Brief
All of the records must be restated exactly, with every line complete.

Source material
^^^^^^^^^^^^^^^^

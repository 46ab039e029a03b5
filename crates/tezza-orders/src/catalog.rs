//! # Product Catalog
//!
//! The seam through which the order service reads product records.
//!
//! ```text
//! ┌─────────────────────────────────────────────────────────────────────────┐
//! │  OrderService                                                           │
//! │       │  catalog.get(product_id)                                        │
//! │       ▼                                                                 │
//! │  ProductCatalog (trait)                                                 │
//! │  ├── InMemoryCatalog   (this module; tests, CLI)                        │
//! │  └── database-backed   (API collaborator)                               │
//! └─────────────────────────────────────────────────────────────────────────┘
//! ```
//!
//! Lookups fail closed: a missing product is `ProductNotFound`, never a
//! zero-cost default.

use std::collections::HashMap;

use tracing::debug;

use tezza_core::validation::{validate_product_name, validate_sku};
use tezza_core::{CoreError, CoreResult, Product};

use crate::error::{OrdersError, OrdersResult};

/// Read access to product records.
pub trait ProductCatalog {
    /// Looks up a product by id.
    fn find(&self, product_id: &str) -> Option<&Product>;

    /// Looks up a product by id, failing with `ProductNotFound`.
    fn get(&self, product_id: &str) -> CoreResult<&Product> {
        self.find(product_id)
            .ok_or_else(|| CoreError::ProductNotFound(product_id.to_string()))
    }
}

/// Catalog held in memory, keyed by product id.
#[derive(Debug, Clone, Default)]
pub struct InMemoryCatalog {
    products: HashMap<String, Product>,
}

impl InMemoryCatalog {
    pub fn new() -> Self {
        InMemoryCatalog::default()
    }

    /// Adds a product after checking its SKU, name and cost figures.
    ///
    /// ## Returns
    /// * `Ok(&Product)` - The stored product
    /// * `Err(OrdersError::DuplicateProduct)` - SKU already exists
    /// * `Err(OrdersError::Core)` - Malformed record
    pub fn insert(&mut self, product: Product) -> OrdersResult<&Product> {
        debug!(sku = %product.sku, "Inserting product");

        validate_sku(&product.sku).map_err(CoreError::from)?;
        validate_product_name(&product.name).map_err(CoreError::from)?;
        product.cost().validate()?;

        if self.find_by_sku(&product.sku).is_some() {
            return Err(OrdersError::DuplicateProduct { sku: product.sku });
        }

        let id = product.id.clone();
        Ok(&*self.products.entry(id).or_insert(product))
    }

    /// Looks up a product by SKU (case-insensitive).
    pub fn find_by_sku(&self, sku: &str) -> Option<&Product> {
        self.products
            .values()
            .find(|product| product.sku.eq_ignore_ascii_case(sku))
    }

    /// Soft-deletes a product. Existing line items keep their snapshot.
    pub fn deactivate(&mut self, product_id: &str) -> CoreResult<()> {
        debug!(id = %product_id, "Deactivating product");

        let product = self
            .products
            .get_mut(product_id)
            .ok_or_else(|| CoreError::ProductNotFound(product_id.to_string()))?;
        product.is_active = false;
        Ok(())
    }

    /// Active products ordered by name.
    pub fn list_active(&self) -> Vec<&Product> {
        let mut products: Vec<&Product> = self
            .products
            .values()
            .filter(|product| product.is_active)
            .collect();
        products.sort_by(|a, b| a.name.cmp(&b.name));
        products
    }

    /// Case-insensitive substring search over SKU and name, active products
    /// only. An empty query lists active products.
    pub fn search(&self, query: &str, limit: usize) -> Vec<&Product> {
        let query = query.trim().to_lowercase();

        debug!(query = %query, limit = %limit, "Searching products");

        let mut results: Vec<&Product> = self
            .list_active()
            .into_iter()
            .filter(|product| {
                query.is_empty()
                    || product.sku.to_lowercase().contains(&query)
                    || product.name.to_lowercase().contains(&query)
            })
            .collect();
        results.truncate(limit);
        results
    }

    pub fn len(&self) -> usize {
        self.products.len()
    }

    pub fn is_empty(&self) -> bool {
        self.products.is_empty()
    }
}

impl ProductCatalog for InMemoryCatalog {
    fn find(&self, product_id: &str) -> Option<&Product> {
        self.products.get(product_id)
    }
}

#[cfg(test)]
mod tests {
    use super::*;
    use tezza_core::{Money, ProductCategory};

    fn product(sku: &str, name: &str) -> Product {
        Product::new(sku, name, ProductCategory::Drinkware, Money::from_cents(500))
    }

    #[test]
    fn test_insert_and_get() {
        let mut catalog = InMemoryCatalog::new();
        let id = catalog.insert(product("MUG-11OZ", "Custom Coffee Mug")).unwrap().id.clone();

        assert_eq!(catalog.get(&id).unwrap().sku, "MUG-11OZ");
        assert_eq!(
            catalog.get("missing").unwrap_err(),
            CoreError::ProductNotFound("missing".to_string())
        );
    }

    #[test]
    fn test_insert_rejects_duplicates_and_bad_records() {
        let mut catalog = InMemoryCatalog::new();
        catalog.insert(product("MUG-11OZ", "Mug")).unwrap();

        assert!(matches!(
            catalog.insert(product("mug-11oz", "Other Mug")),
            Err(OrdersError::DuplicateProduct { .. })
        ));
        assert!(catalog.insert(product("BAD SKU", "Mug")).is_err());
        assert!(catalog.insert(product("EMPTY-NAME", "")).is_err());

        let mut negative = product("NEG-1", "Negative");
        negative.base_cost = Money::from_cents(-1);
        assert!(matches!(
            catalog.insert(negative),
            Err(OrdersError::Core(CoreError::InvalidProductData { .. }))
        ));
        assert_eq!(catalog.len(), 1);
    }

    #[test]
    fn test_search_and_deactivate() {
        let mut catalog = InMemoryCatalog::new();
        let mug_id = catalog.insert(product("MUG-11OZ", "Custom Coffee Mug")).unwrap().id.clone();
        catalog.insert(product("TOTE-CANVAS", "Canvas Tote")).unwrap();
        catalog.insert(product("BTL-STEEL", "Steel Bottle")).unwrap();

        assert_eq!(catalog.search("mug", 10).len(), 1);
        assert_eq!(catalog.search("tote", 10)[0].sku, "TOTE-CANVAS");
        assert_eq!(catalog.search("", 2).len(), 2);

        catalog.deactivate(&mug_id).unwrap();
        assert!(catalog.search("mug", 10).is_empty());
        assert_eq!(catalog.list_active().len(), 2);
        // Soft-deleted products still resolve for existing orders
        assert!(catalog.get(&mug_id).is_ok());
    }
}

^^^^^^^^^^^^^^^^

Solution below
repository 46ab039e029a03b5
filename crates/tezza-orders/src/catalog.rs
//! # Product Catalog
//!
//! The seam through which the order service reads product records.
//!
//! ```text
//! ┌─────────────────────────────────────────────────────────────────────────┐
//! │  OrderService                                                           │
//! │       │  catalog.get(product_id)                                        │
//! │       ▼                                                                 │
//! │  ProductCatalog (trait)                                                 │
//! │  ├── InMemoryCatalog   (this module; tests, CLI)                        │
//! │  └── database-backed   (API collaborator)                               │
//! └─────────────────────────────────────────────────────────────────────────┘
//! ```
//!
//! Lookups fail closed: a missing product is `ProductNotFound`, never a
//! zero-cost default.

use std::collections::HashMap;

use tracing::debug;

use tezza_core::validation::{validate_product_name, validate_sku};
use tezza_core::{CoreError, CoreResult, Product};

use crate::error::{OrdersError, OrdersResult};

/// Read access to product records.
pub trait ProductCatalog {
    /// Looks up a product by id.
    fn find(&self, product_id: &str) -> Option<&Product>;

    /// Looks up a product by id, failing with `ProductNotFound`.
    fn get(&self, product_id: &str) -> CoreResult<&Product> {
        self.find(product_id)
            .ok_or_else(|| CoreError::ProductNotFound(product_id.to_string()))
    }
}

/// Catalog held in memory, keyed by product id.
#[derive(Debug, Clone, Default)]
pub struct InMemoryCatalog {
    products: HashMap<String, Product>,
}

impl InMemoryCatalog {
    pub fn new() -> Self {
        InMemoryCatalog::default()
    }

    /// Adds a product after checking its SKU, name and cost figures.
    ///
    /// ## Returns
    /// * `Ok(&Product)` - The stored product
    /// * `Err(OrdersError::DuplicateProduct)` - SKU already exists
    /// * `Err(OrdersError::Core)` - Malformed record
    pub fn insert(&mut self, product: Product) -> OrdersResult<&Product> {
        debug!(sku = %product.sku, "Inserting product");

        validate_sku(&product.sku).map_err(CoreError::from)?;
        validate_product_name(&product.name).map_err(CoreError::from)?;
        product.cost().validate()?;

        if self.find_by_sku(&product.sku).is_some() {
            return Err(OrdersError::DuplicateProduct { sku: product.sku });
        }

        let id = product.id.clone();
        Ok(&*self.products.entry(id).or_insert(product))
    }

    /// Looks up a product by SKU (case-insensitive).
    pub fn find_by_sku(&self, sku: &str) -> Option<&Product> {
        self.products
            .values()
            .find(|product| product.sku.eq_ignore_ascii_case(sku))
    }

    /// Soft-deletes a product. Existing line items keep their snapshot.
    pub fn deactivate(&mut self, product_id: &str) -> CoreResult<()> {
        debug!(id = %product_id, "Deactivating product");

        let product = self
            .products
            .get_mut(product_id)
            .ok_or_else(|| CoreError::ProductNotFound(product_id.to_string()))?;
        product.is_active = false;
        Ok(())
    }

    /// Active products ordered by name.
    pub fn list_active(&self) -> Vec<&Product> {
        let mut products: Vec<&Product> = self
            .products
            .values()
            .filter(|product| product.is_active)
            .collect();
        products.sort_by(|a, b| a.name.cmp(&b.name));
        products
    }

    /// Case-insensitive substring search over SKU and name, active products
    /// only. An empty query lists active products.
    pub fn search(&self, query: &str, limit: usize) -> Vec<&Product> {
        let query = query.trim().to_lowercase();

        debug!(query = %query, limit = %limit, "Searching products");

        let mut results: Vec<&Product> = self
            .list_active()
            .into_iter()
            .filter(|product| {
                query.is_empty()
                    || product.sku.to_lowercase().contains(&query)
                    || product.name.to_lowercase().contains(&query)
            })
            .collect();
        results.truncate(limit);
        results
    }

    pub fn len(&self) -> usize {
        self.products.len()
    }

    pub fn is_empty(&self) -> bool {
        self.products.is_empty()
    }
}

impl ProductCatalog for InMemoryCatalog {
    fn find(&self, product_id: &str) -> Option<&Product> {
        self.products.get(product_id)
    }
}

#[cfg(test)]
mod tests {
    use super::*;
    use tezza_core::{Money, ProductCategory};

    fn product(sku: &str, name: &str) -> Product {
        Product::new(sku, name, ProductCategory::Drinkware, Money::from_cents(500))
    }

    #[test]
    fn test_insert_and_get() {
        let mut catalog = InMemoryCatalog::new();
        let id = catalog.insert(product("MUG-11OZ", "Custom Coffee Mug")).unwrap().id.clone();

        assert_eq!(catalog.get(&id).unwrap().sku, "MUG-11OZ");
        assert_eq!(
            catalog.get("missing").unwrap_err(),
            CoreError::ProductNotFound("missing".to_string())
        );
    }

    #[test]
    fn test_insert_rejects_duplicates_and_bad_records() {
        let mut catalog = InMemoryCatalog::new();
        catalog.insert(product("MUG-11OZ", "Mug")).unwrap();

        assert!(matches!(
            catalog.insert(product("mug-11oz", "Other Mug")),
            Err(OrdersError::DuplicateProduct { .. })
        ));
        assert!(catalog.insert(product("BAD SKU", "Mug")).is_err());
        assert!(catalog.insert(product("EMPTY-NAME", "")).is_err());

        let mut negative = product("NEG-1", "Negative");
        negative.base_cost = Money::from_cents(-1);
        assert!(matches!(
            catalog.insert(negative),
            Err(OrdersError::Core(CoreError::InvalidProductData { .. }))
        ));
        assert_eq!(catalog.len(), 1);
    }

    #[test]
    fn test_search_and_deactivate() {
        let mut catalog = InMemoryCatalog::new();
        let mug_id = catalog.insert(product("MUG-11OZ", "Custom Coffee Mug")).unwrap().id.clone();
        catalog.insert(product("TOTE-CANVAS", "Canvas Tote")).unwrap();
        catalog.insert(product("BTL-STEEL", "Steel Bottle")).unwrap();

        assert_eq!(catalog.search("mug", 10).len(), 1);
        assert_eq!(catalog.search("tote", 10)[0].sku, "TOTE-CANVAS");
        assert_eq!(catalog.search("", 2).len(), 2);

        catalog.deactivate(&mug_id).unwrap();
        assert!(catalog.search("mug", 10).is_empty());
        assert_eq!(catalog.list_active().len(), 2);
        // Soft-deleted products still resolve for existing orders
        assert!(catalog.get(&mug_id).is_ok());
    }
}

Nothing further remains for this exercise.